Ora 07 is Great Wall Motor's grand gesture with a flash of lightning

Ora's fastback flagship 07 aka Lightning Cat is pretty quick, nicely equipped, and boldly designed to capture the attention of open-minded motorists who can afford it.

How much is the said affordability? Based on the current pricing in China, the 07 Lightning Cat standard variant may cost about 50 per cent more (before taxes and COE) than the high-spec 03 Good Cat in Singapore. 

The top-of-the-line, most lightning-like 07 Performance variant with all-wheel-drive and all the Beijing bells and digital whistles, which bravely targets the BYD Seal and Tesla Model 3, may cost at least twice as much as the 03 Good Cat in Singapore without COE.   

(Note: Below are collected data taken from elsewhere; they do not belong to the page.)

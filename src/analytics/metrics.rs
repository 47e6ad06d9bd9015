//! Pure, stateless trade metrics. Every function here recomputes from
//! scratch on each call; division-by-zero cases are defined as 0 by
//! convention rather than raised.

use serde::{Deserialize, Serialize};

use crate::models::{TimeOfDay, Trade};

/// Contract-size scalar converting per-share option price to per-contract value.
pub const OPTION_MULTIPLIER: f64 = 100.0;

/// Annual risk-free rate used when the caller does not supply one.
pub const DEFAULT_RISK_FREE_RATE: f64 = 0.02;

/// Trading-day convention for scaling an annual rate to daily returns.
pub const TRADING_DAYS_PER_YEAR: f64 = 252.0;

/// Realized P&L of a closed options position.
pub fn options_pnl(entry_price: f64, exit_price: f64, quantity: i32, commission: f64) -> f64 {
    (exit_price - entry_price) * quantity as f64 * OPTION_MULTIPLIER - commission
}

/// Classify an `HH:MM` wall-clock time into a session bucket.
///
/// Minute-of-day ranges are closed and disjoint: 510-570 Cash Open,
/// 571-630 Euro Close, 870-900 Power Hour. Anything else, including
/// unparseable input, is Other.
pub fn classify_time_of_day(time: &str) -> TimeOfDay {
    let Some(minutes) = minute_of_day(time) else {
        return TimeOfDay::Other;
    };
    match minutes {
        510..=570 => TimeOfDay::CashOpen,
        571..=630 => TimeOfDay::EuroClose,
        870..=900 => TimeOfDay::PowerHour,
        _ => TimeOfDay::Other,
    }
}

fn minute_of_day(time: &str) -> Option<u32> {
    let (hours, minutes) = time.trim().split_once(':')?;
    let hours: u32 = hours.parse().ok()?;
    let minutes: u32 = minutes.parse().ok()?;
    if hours >= 24 || minutes >= 60 {
        return None;
    }
    Some(hours * 60 + minutes)
}

/// Planned risk/reward ratio. Zero risk is defined as ratio 0.
pub fn risk_reward_ratio(entry_price: f64, stop_loss: f64, take_profit: f64) -> f64 {
    let risk = (entry_price - stop_loss).abs();
    if risk == 0.0 {
        return 0.0;
    }
    (take_profit - entry_price).abs() / risk
}

#[derive(Debug, Clone, Copy, Default, PartialEq, Serialize, Deserialize)]
#[serde(rename_all = "camelCase")]
pub struct DrawdownStats {
    pub max_drawdown: f64,
    pub max_drawdown_percent: f64,
    pub current_drawdown: f64,
}

/// Peak-to-trough decline over a chronological balance sequence.
///
/// Max drawdown is the largest (peak - balance) observed, reported both
/// absolute and as a percentage of the peak it fell from; current
/// drawdown is the distance of the final balance below the overall high.
pub fn drawdown(balances: &[f64]) -> DrawdownStats {
    let Some(&first) = balances.first() else {
        return DrawdownStats::default();
    };

    let mut peak = first;
    let mut stats = DrawdownStats::default();

    for &balance in balances {
        if balance > peak {
            peak = balance;
        }
        let dd = peak - balance;
        if dd > stats.max_drawdown {
            stats.max_drawdown = dd;
            stats.max_drawdown_percent = if peak != 0.0 { dd / peak * 100.0 } else { 0.0 };
        }
    }

    // peak now holds the overall high of the whole sequence
    if let Some(&last) = balances.last() {
        stats.current_drawdown = peak - last;
    }
    stats
}

/// Sharpe ratio over per-period (daily) returns against an annual
/// risk-free rate, using population standard deviation. Returns 0 for
/// empty input or zero volatility.
pub fn sharpe_ratio(returns: &[f64], annual_risk_free: f64) -> f64 {
    if returns.is_empty() {
        return 0.0;
    }
    let n = returns.len() as f64;
    let mean = returns.iter().sum::<f64>() / n;
    let variance = returns.iter().map(|r| (r - mean).powi(2)).sum::<f64>() / n;
    let stddev = variance.sqrt();
    if stddev == 0.0 {
        return 0.0;
    }
    (mean - annual_risk_free / TRADING_DAYS_PER_YEAR) / stddev
}

#[derive(Debug, Clone, Copy, PartialEq, Eq, Serialize, Deserialize)]
#[serde(rename_all = "lowercase")]
pub enum StreakKind {
    Win,
    Loss,
}

/// A maximal run of same-outcome trades. `start` indexes into the
/// closed-trade sequence the run was computed from.
#[derive(Debug, Clone, Copy, PartialEq, Eq, Serialize, Deserialize)]
#[serde(rename_all = "camelCase")]
pub struct Streak {
    pub kind: StreakKind,
    pub length: usize,
    pub start: usize,
}

#[derive(Debug, Clone, Default, PartialEq, Serialize, Deserialize)]
#[serde(rename_all = "camelCase")]
pub struct StreakAnalysis {
    pub streaks: Vec<Streak>,
    pub max_win_streak: usize,
    pub max_loss_streak: usize,
    /// Signed length of the final run: positive for wins, negative for losses.
    pub current_streak: i64,
}

/// Partition a chronological P&L sequence into win/loss runs.
/// A trade is a win when P&L > 0 and a loss otherwise.
pub fn streaks(pnls: &[f64]) -> StreakAnalysis {
    let mut analysis = StreakAnalysis::default();

    for (index, &pnl) in pnls.iter().enumerate() {
        let kind = if pnl > 0.0 {
            StreakKind::Win
        } else {
            StreakKind::Loss
        };

        match analysis.streaks.last_mut() {
            Some(run) if run.kind == kind => run.length += 1,
            _ => analysis.streaks.push(Streak {
                kind,
                length: 1,
                start: index,
            }),
        }
    }

    for run in &analysis.streaks {
        match run.kind {
            StreakKind::Win => analysis.max_win_streak = analysis.max_win_streak.max(run.length),
            StreakKind::Loss => analysis.max_loss_streak = analysis.max_loss_streak.max(run.length),
        }
    }

    if let Some(last) = analysis.streaks.last() {
        analysis.current_streak = match last.kind {
            StreakKind::Win => last.length as i64,
            StreakKind::Loss => -(last.length as i64),
        };
    }

    analysis
}

/// Streak analysis over a trade list in fetched (chronological) order.
/// Trades without a realized P&L are excluded first.
pub fn trade_streaks(trades: &[Trade]) -> StreakAnalysis {
    let pnls: Vec<f64> = trades.iter().filter_map(|t| t.pnl).collect();
    streaks(&pnls)
}
use chrono::NaiveDate;
use serde::{Deserialize, Serialize};

/// Aggregate P&L for one calendar day, as returned by the backend and as
/// recomputed client-side. Derived on every fetch, never persisted.
#[derive(Debug, Clone, PartialEq, Serialize, Deserialize)]
#[serde(rename_all = "camelCase")]
pub struct DailyPnl {
    pub date: NaiveDate,
    pub pnl: f64,
    pub trade_count: usize,
}

/// Per-symbol slice of the server analytics summary
#[derive(Debug, Clone, Serialize, Deserialize)]
#[serde(rename_all = "camelCase")]
pub struct SymbolPerformance {
    pub symbol: String,
    pub pnl: f64,
    pub trades: usize,
    pub wins: usize,
}

/// Per-session slice of the server analytics summary
#[derive(Debug, Clone, Serialize, Deserialize)]
#[serde(rename_all = "camelCase")]
pub struct TimePerformance {
    pub period: String,
    pub pnl: f64,
    pub trades: usize,
    pub wins: usize,
}

/// Server-aggregated summary from `GET /api/performance/analytics`
#[derive(Debug, Clone, Serialize, Deserialize)]
pub struct PerformanceSummary {
    #[serde(rename = "totalPnL")]
    pub total_pnl: f64,
    #[serde(rename = "winRate")]
    pub win_rate: f64,
    #[serde(rename = "avgRR")]
    pub avg_rr: f64,
    #[serde(rename = "totalTrades")]
    pub total_trades: usize,
    #[serde(rename = "symbolPerformance", default)]
    pub symbol_performance: Vec<SymbolPerformance>,
    #[serde(rename = "timePerformance", default)]
    pub time_performance: Vec<TimePerformance>,
    #[serde(rename = "dailyPnL", default)]
    pub daily_pnl: Vec<DailyPnl>,
}

#[cfg(test)]
mod tests {
    use super::*;

    #[test]
    fn summary_deserializes_backend_json() {
        let json = r#"{
            "totalPnL": 1250.5,
            "winRate": 62.5,
            "avgRR": 1.8,
            "totalTrades": 16,
            "symbolPerformance": [
                {"symbol": "SPY", "pnl": 900.0, "trades": 10, "wins": 7}
            ],
            "timePerformance": [
                {"period": "Cash Open", "pnl": 400.0, "trades": 5, "wins": 4}
            ],
            "dailyPnL": [
                {"date": "2025-07-03", "pnl": 100.0, "tradeCount": 2}
            ]
        }"#;

        let summary: PerformanceSummary = serde_json::from_str(json).expect("valid summary");
        assert_eq!(summary.total_trades, 16);
        assert_eq!(summary.symbol_performance[0].symbol, "SPY");
        assert_eq!(summary.daily_pnl[0].trade_count, 2);
    }
}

These estimated costings equate to enough modern Chinese electric car for the money if it's the single-motor, front-drive Ora 07 with just over 149kW (200hp), 340Nm, a 64.3kWh battery and an ample range of 640 kilometres (NEDC).

It would be significantly more than enough if it's the dual-motor, all-wheel-drive Ora 07 with double the electric power (304kW / 408hp), double the torque (680Nm), a much bigger battery capacity (83.5kWh) and a range of 550 kilometres. 

In the Singapore motoring context, where the average distance covered by a passenger car is about 50 kilometres a day, the dual-motor Ora 07 could be good for around 10 days of driving on a full charge before needing a recharge, while the more efficient single-motor version could go for a further two days before it needs a pit stop at a charging point. 

We sampled the fanciest Ora 07 variant in Baoding, China, during the Asean media tour conducted by Great Wall Motor (GWM) on the sidelines of Auto China 2024, the country's national motor show which is one of the biggest and brightest in today's disrupted global motoring industry.

Big and bright, too, is the Ora 07, also known as Lightning Cat in the China domestic market before the model name was simplified for export purpose. 

GWM's vice-president of design, Andrew Dyson, told Motorist: "It's a bit of a shame, because I think the cat names are quite good. They have a character, they're quite different. But the people selling the cars, they thought that these model names were not ideal, maybe they didn't quite sound serious enough."

That being said, the Ora in question is seriously good, whether known as 07 or Lightning Cat. 

The manufacturer's naming convention for its electric fastback might have been unclear at one stage, but there is clarity about the car's mission - to challenge its direct rivals from BYD (Seal) and Tesla (Model 3), both of which are powerful in more ways than one. 

The Ora challenger gets going with styling which follows the desirable but rather predictable Chinese premium-EV design formula of "swoopy with fabulous lights and fantastic rims".

But the Ora design team gave the 07 their own spin, with interesting results.

The front looks like an upsized 03 Good Cat, with similar headlights seemingly inspired by past Porsches of the loveable kind, an unusual bumper structure that looks almost organic, and wonderfully "puffy" wheelhouses. The alloy wheels are either 18-inch or 19-inch depending on the variant (the latter is standard for the Performance spec), with the bigger wheels sporting a wilder/weirder design than the 18-inch set. 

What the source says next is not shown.